Big changes in the Big Apple

Dan Barone

Stephon Marbury. Anfernee Hardaway. Lenny Wilkens. The pieces of a dynasty that are now being assembled by the Knick’s new general manager and former Pistons great, Isiah Thomas. A blockbuster trade with the Phoenix Suns and the hiring of Lenny Wilkins finally leaves the Knicks with some hope.

With a weak Eastern Conference, and the success of their new-look team, the Knicks sit in the 8th and final playoff slot. You may say, as many critics have, that they are giving up their future, but if you are a New York fan, you should know that the future is always now.

The Knicks gave up a little to make their big acquisitions … very little.

Antonio McDyess is back on the injured list after averaging a miserable seven points and six rebounds per game. Since being acquired by the Knicks in 2002, he has only played in 18 games total for them in two seasons, sitting out all of last year with an injury. And you had your washed-up argument ready for Penny Hardaway?

Charlie Ward, a Knicks veteran was also sent packing, and while it was sad to see Charlie go after 10 seasons, six points and four assists for a career don’t exactly stack up in New York – or even Phoenix for that matter. Ward was released just after the trade and is now wearing a Spur’s uniform, while riding the, pine.

Howard Eisley is an average player, so lets not waste our time. First round pick Maciej Lampe looked promising in the preseason, but has fallen off the face of the earth since then. As of now, he’s an 18-year-old stiff who hasn’t seen the floor all season.

No, I didn’t forget the draft picks. Two first-round picks next year is good if you have a young team like the Suns, or time to rebuild – the Knicks have neither. Name five players that will be picked in the first round next year. If you can’t, that’s because it is not as talented as last year’s draft. There may be a lot of raw talent, but the polished players are scarce.

The Knicks have seen an immediate impact from their new staff, and they have a legitimate chance in the East as early as this season.

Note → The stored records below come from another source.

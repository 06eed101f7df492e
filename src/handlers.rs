use crate::config::Config;
use crate::enrichment::EnrichmentProvider;
use crate::errors::{AppError, ResultExt};
use crate::ingestion::{EntryPoint, LeadIngestion};
use crate::mailer::Mailer;
use crate::models::*;
use crate::resolver::Credentials;
use crate::store::{LeadStore, NewTenant};
use crate::validation::clean;
use axum::{
    extract::{FromRequest, State},
    http::{HeaderMap, StatusCode},
    response::{IntoResponse, Response},
    Json,
};
use rand::RngCore;
use serde_json::json;
use std::sync::Arc;

pub const API_KEY_HEADER: &str = "x-api-key";
pub const SESSION_USER_HEADER: &str = "x-user-id";
pub const INGEST_SECRET_HEADER: &str = "x-flowmeet-secret";

const API_KEY_PREFIX: &str = "cp_live_";

/// JSON body extractor whose rejections are `AppError::BadRequest`.
#[derive(FromRequest)]
#[from_request(via(axum::Json), rejection(AppError))]
pub struct ApiJson<T>(pub T);

/// Shared application state injected into handlers.
#[derive(Clone)]
pub struct AppState {
    /// Application configuration.
    pub config: Config,
    /// Lead and tenant persistence.
    pub store: Arc<dyn LeadStore>,
    /// Outbound email.
    pub mailer: Arc<dyn Mailer>,
    /// Company enrichment provider, when one is configured.
    pub enrichment: Option<Arc<dyn EnrichmentProvider>>,
}

/// Health check endpoint.
///
/// Reports the store backend and answers 503 when it is unreachable.
pub async fn health(State(state): State<Arc<AppState>>) -> Response {
    let store = state.store.backend_name();
    match state.store.health_check().await {
        Ok(()) => (
            StatusCode::OK,
            Json(json!({
                "status": "healthy",
                "service": "flowmeet-api",
                "version": env!("CARGO_PKG_VERSION"),
                "store": store
            })),
        )
            .into_response(),
        Err(e) => {
            tracing::error!("Health check failed: {}", e);
            (
                StatusCode::SERVICE_UNAVAILABLE,
                Json(json!({
                    "status": "unhealthy",
                    "service": "flowmeet-api",
                    "version": env!("CARGO_PKG_VERSION"),
                    "store": store
                })),
            )
                .into_response()
        }
    }
}

/// POST /leads
///
/// Authenticated by a workspace API key (`x-api-key`) or the dashboard
/// session. Without either, the lead lands in the admin or first workspace.
pub async fn create_lead(
    State(state): State<Arc<AppState>>,
    headers: HeaderMap,
    ApiJson(mut submission): ApiJson<LeadSubmission>,
) -> Result<Json<LeadSubmissionResponse>, AppError> {
    tracing::info!("POST /leads");

    let credentials = Credentials {
        api_key: presented_api_key(&headers),
        user_id: header_value(&headers, SESSION_USER_HEADER)
            .or_else(|| clean(submission.user_id.take())),
    };

    let outcome = LeadIngestion::from_state(&state)
        .ingest(EntryPoint::LeadsApi, &credentials, submission)
        .await?;

    Ok(Json(LeadSubmissionResponse {
        success: true,
        qualified: outcome.lead.qualified,
        booking_url: outcome.lead.booking_url.clone(),
        lead: outcome.lead,
    }))
}

/// POST /ingest
///
/// Webhook for external sites and CRMs, authenticated by the shared
/// `x-flowmeet-secret` header.
pub async fn ingest(
    State(state): State<Arc<AppState>>,
    headers: HeaderMap,
    ApiJson(submission): ApiJson<LeadSubmission>,
) -> Result<Json<LeadReceivedResponse>, AppError> {
    tracing::info!("POST /ingest");

    validate_ingest_secret(&state.config, &headers)?;

    let outcome = LeadIngestion::from_state(&state)
        .ingest(EntryPoint::ExternalIngest, &Credentials::default(), submission)
        .await?;

    Ok(Json(LeadReceivedResponse {
        success: true,
        message: "Lead received".to_string(),
        lead: outcome.lead,
    }))
}

/// POST /contact
///
/// Public contact form. Never authenticated.
pub async fn contact(
    State(state): State<Arc<AppState>>,
    ApiJson(submission): ApiJson<LeadSubmission>,
) -> Result<Json<LeadReceivedResponse>, AppError> {
    tracing::info!("POST /contact");

    let outcome = LeadIngestion::from_state(&state)
        .ingest(EntryPoint::ContactForm, &Credentials::default(), submission)
        .await?;

    Ok(Json(LeadReceivedResponse {
        success: true,
        message: "Thanks! We'll be in touch shortly.".to_string(),
        lead: outcome.lead,
    }))
}

/// POST /onboarding
///
/// Creates the caller's workspace, admin link and API key in one step. A user
/// who already owns a workspace gets its id back but never its key; the key
/// is only readable through the session-authenticated dashboard.
pub async fn onboarding(
    State(state): State<Arc<AppState>>,
    ApiJson(request): ApiJson<OnboardingRequest>,
) -> Result<Json<OnboardingResponse>, AppError> {
    let (Some(user_id), Some(email)) = (clean(request.user_id), clean(request.email)) else {
        return Err(AppError::BadRequest("Missing user info".to_string()));
    };

    tracing::info!("POST /onboarding - user: {}", user_id);

    if let Some(workspace_id) = state.store.workspace_for_user(&user_id).await? {
        tracing::info!("User {} already onboarded to {}", user_id, workspace_id);
        return Ok(Json(OnboardingResponse {
            success: true,
            workspace_id,
            api_key: None,
        }));
    }

    let tenant = state
        .store
        .create_tenant(NewTenant {
            workspace_name: workspace_name_for(&email),
            owner_email: email,
            user_id,
            api_key: generate_api_key(),
        })
        .await
        .context("Failed to create workspace")?;

    tracing::info!("✓ Workspace {} created", tenant.workspace.id);

    Ok(Json(OnboardingResponse {
        success: true,
        workspace_id: tenant.workspace.id,
        api_key: Some(tenant.api_key.key),
    }))
}

/// POST /settings
///
/// Updates the session user's booking URL and enrichment settings. Absent
/// fields are kept; an empty booking URL restores the default.
pub async fn settings(
    State(state): State<Arc<AppState>>,
    headers: HeaderMap,
    ApiJson(request): ApiJson<SettingsRequest>,
) -> Result<Json<serde_json::Value>, AppError> {
    let user_id = require_session(&headers)?;

    let workspace = match state.store.workspace_for_user(&user_id).await? {
        Some(workspace_id) => state.store.get_workspace(workspace_id).await?,
        None => None,
    }
    .ok_or_else(|| AppError::NotFound("No workspace found".to_string()))?;

    let mut settings = workspace.settings();
    if let Some(raw) = request.booking_url {
        settings.booking_url = match clean(Some(raw)) {
            Some(url) => Some(validate_booking_url(&url)?),
            None => None,
        };
    }
    if let Some(key) = request.enrichment_api_key {
        settings.enrichment_api_key = clean(Some(key));
    }
    if let Some(enabled) = request.enrichment_enabled {
        settings.enrichment_enabled = enabled;
    }
    if settings.enrichment_enabled && settings.enrichment_api_key.is_none() {
        return Err(AppError::BadRequest(
            "Enrichment requires an API key".to_string(),
        ));
    }

    state
        .store
        .update_settings(workspace.id, settings)
        .await
        .context("Failed to update settings")?;

    tracing::info!("✓ Settings updated for workspace {}", workspace.id);

    Ok(Json(json!({ "success": true })))
}

/// GET /dashboard
///
/// Leads (newest first), conversion metrics and credentials for the session
/// user's workspace.
pub async fn dashboard(
    State(state): State<Arc<AppState>>,
    headers: HeaderMap,
) -> Result<Json<DashboardResponse>, AppError> {
    let user_id = require_session(&headers)?;

    let Some(workspace_id) = state.store.workspace_for_user(&user_id).await? else {
        tracing::debug!("User {} has no workspace yet", user_id);
        return Ok(Json(DashboardResponse {
            workspace_id: None,
            leads: Vec::new(),
            metrics: DashboardMetrics::from_leads(&[]),
            api_key: None,
            booking_url: None,
        }));
    };

    let workspace = state.store.get_workspace(workspace_id).await?;
    let leads = state.store.list_leads(workspace_id).await?;
    let api_key = state.store.api_key_for_workspace(workspace_id).await?;

    Ok(Json(DashboardResponse {
        workspace_id: Some(workspace_id),
        metrics: DashboardMetrics::from_leads(&leads),
        leads,
        api_key: api_key.map(|k| k.key),
        booking_url: workspace.and_then(|w| w.booking_url),
    }))
}

fn header_value(headers: &HeaderMap, name: &str) -> Option<String> {
    headers
        .get(name)
        .and_then(|v| v.to_str().ok())
        .map(str::trim)
        .filter(|v| !v.is_empty())
        .map(str::to_string)
}

/// An `x-api-key` header counts as presented even when blank or unreadable,
/// so it is rejected by key lookup rather than skipped.
fn presented_api_key(headers: &HeaderMap) -> Option<String> {
    headers.get(API_KEY_HEADER).map(|v| {
        v.to_str()
            .map(|s| s.trim().to_string())
            .unwrap_or_default()
    })
}

fn require_session(headers: &HeaderMap) -> Result<String, AppError> {
    header_value(headers, SESSION_USER_HEADER)
        .ok_or_else(|| AppError::Unauthorized("Missing session".to_string()))
}

/// Validate the ingest secret from the `x-flowmeet-secret` header
fn validate_ingest_secret(config: &Config, headers: &HeaderMap) -> Result<(), AppError> {
    let Some(expected) = config.ingest_secret.as_deref() else {
        tracing::error!("FLOWMEET_INGEST_SECRET is not configured; rejecting /ingest");
        return Err(AppError::Misconfigured(
            "FLOWMEET_INGEST_SECRET not set".to_string(),
        ));
    };

    let provided = header_value(headers, INGEST_SECRET_HEADER)
        .ok_or_else(|| AppError::Unauthorized("Missing ingest secret".to_string()))?;

    if !constant_time_compare(&provided, expected) {
        tracing::warn!("Invalid ingest secret received");
        return Err(AppError::Unauthorized("Invalid ingest secret".to_string()));
    }

    Ok(())
}

fn constant_time_compare(a: &str, b: &str) -> bool {
    if a.len() != b.len() {
        return false;
    }

    a.as_bytes()
        .iter()
        .zip(b.as_bytes().iter())
        .fold(0u8, |acc, (x, y)| acc | (x ^ y))
        == 0
}

fn validate_booking_url(raw: &str) -> Result<String, AppError> {
    let parsed = url::Url::parse(raw)
        .map_err(|_| AppError::BadRequest("Invalid booking URL".to_string()))?;
    match parsed.scheme() {
        "http" | "https" if parsed.host_str().is_some() => Ok(raw.to_string()),
        _ => Err(AppError::BadRequest(
            "Booking URL must be an http(s) link".to_string(),
        )),
    }
}

fn workspace_name_for(email: &str) -> String {
    let local = email.split('@').next().unwrap_or(email);
    format!("{}'s Workspace", local)
}

fn generate_api_key() -> String {
    let mut bytes = [0u8; 24];
    rand::thread_rng().fill_bytes(&mut bytes);
    format!("{}{}", API_KEY_PREFIX, hex::encode(bytes))
}
// Domain-layer modules and shared errors/models
pub mod scoring {
    pub use crate::scoring::*;
}

pub mod qualification {
    pub use crate::qualification::*;
}

pub mod resolver {
    pub use crate::resolver::*;
}

pub mod ingestion {
    pub use crate::ingestion::*;
}

pub mod models {
    pub use crate::models::*;
}

pub mod errors {
    pub use crate::errors::*;
}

Marbury is arguably one of the top three point guards in basketball. Other names such as Kidd, Davis and Francis come to mind, but Marbury is the only player other than the great Oscar Robertson to average 20 points and eight assists for his career. He wasn’t a good fit for the Nets, but he is a perfect fit for the team across the river in New York.

They are 5-1 in their last six games, with Marbury averaging 22 points and over 12 assists per game. His efforts earned him player of the week honors in the Eastern Conference last week.

What about Anfernee Hardaway? People everywhere are saying Penny is washed up. Why would the team with the highest payroll in the NBA take his huge contract? Answer is that he is still a quality sixth man. He is averaging nine points, three assists, and three rebounds on the season. Given a chance to play the whole game, he lit up the Dallas Mavericks last week for 19 points, while grabbing seven boards. Also, they took Penny because that was the only way they would have been able to obtain Marbury, as well as the opportunity to unload someone like McDyess, who has done nothing in the last four years.

The team now has a starting five consisting of Marbury, Allan Houston, Keith Van Horn, Kurt Thomas and Dikembe Mutombo. The backcourt of Marbury and Houston has been called the best in the Eastern Conference, and possibly in basketball. The two combine for about 40 points and 14 assists per game. From the small forward position, Van Horn has stepped up, averaging 17 points and seven boards.

The bench support is lead by Shandon Anderson, Hardaway and Frank Williams. Williams, a rookie from Illinois, is their most promising young player, but has been mentioned in trade rumors. The most intriguing rumor sends Williams and Van Horn to Portland in exchange for Rasheed Wallace.

The Knicks don’t need to build for the future when they can buy it right now. The NBA’s all-time wins leader, Wilkens, should help as well. New York will finally know what it feels like to win again, and the Marbury/Houston era may be the successor of the Ewing era in the Big Apple.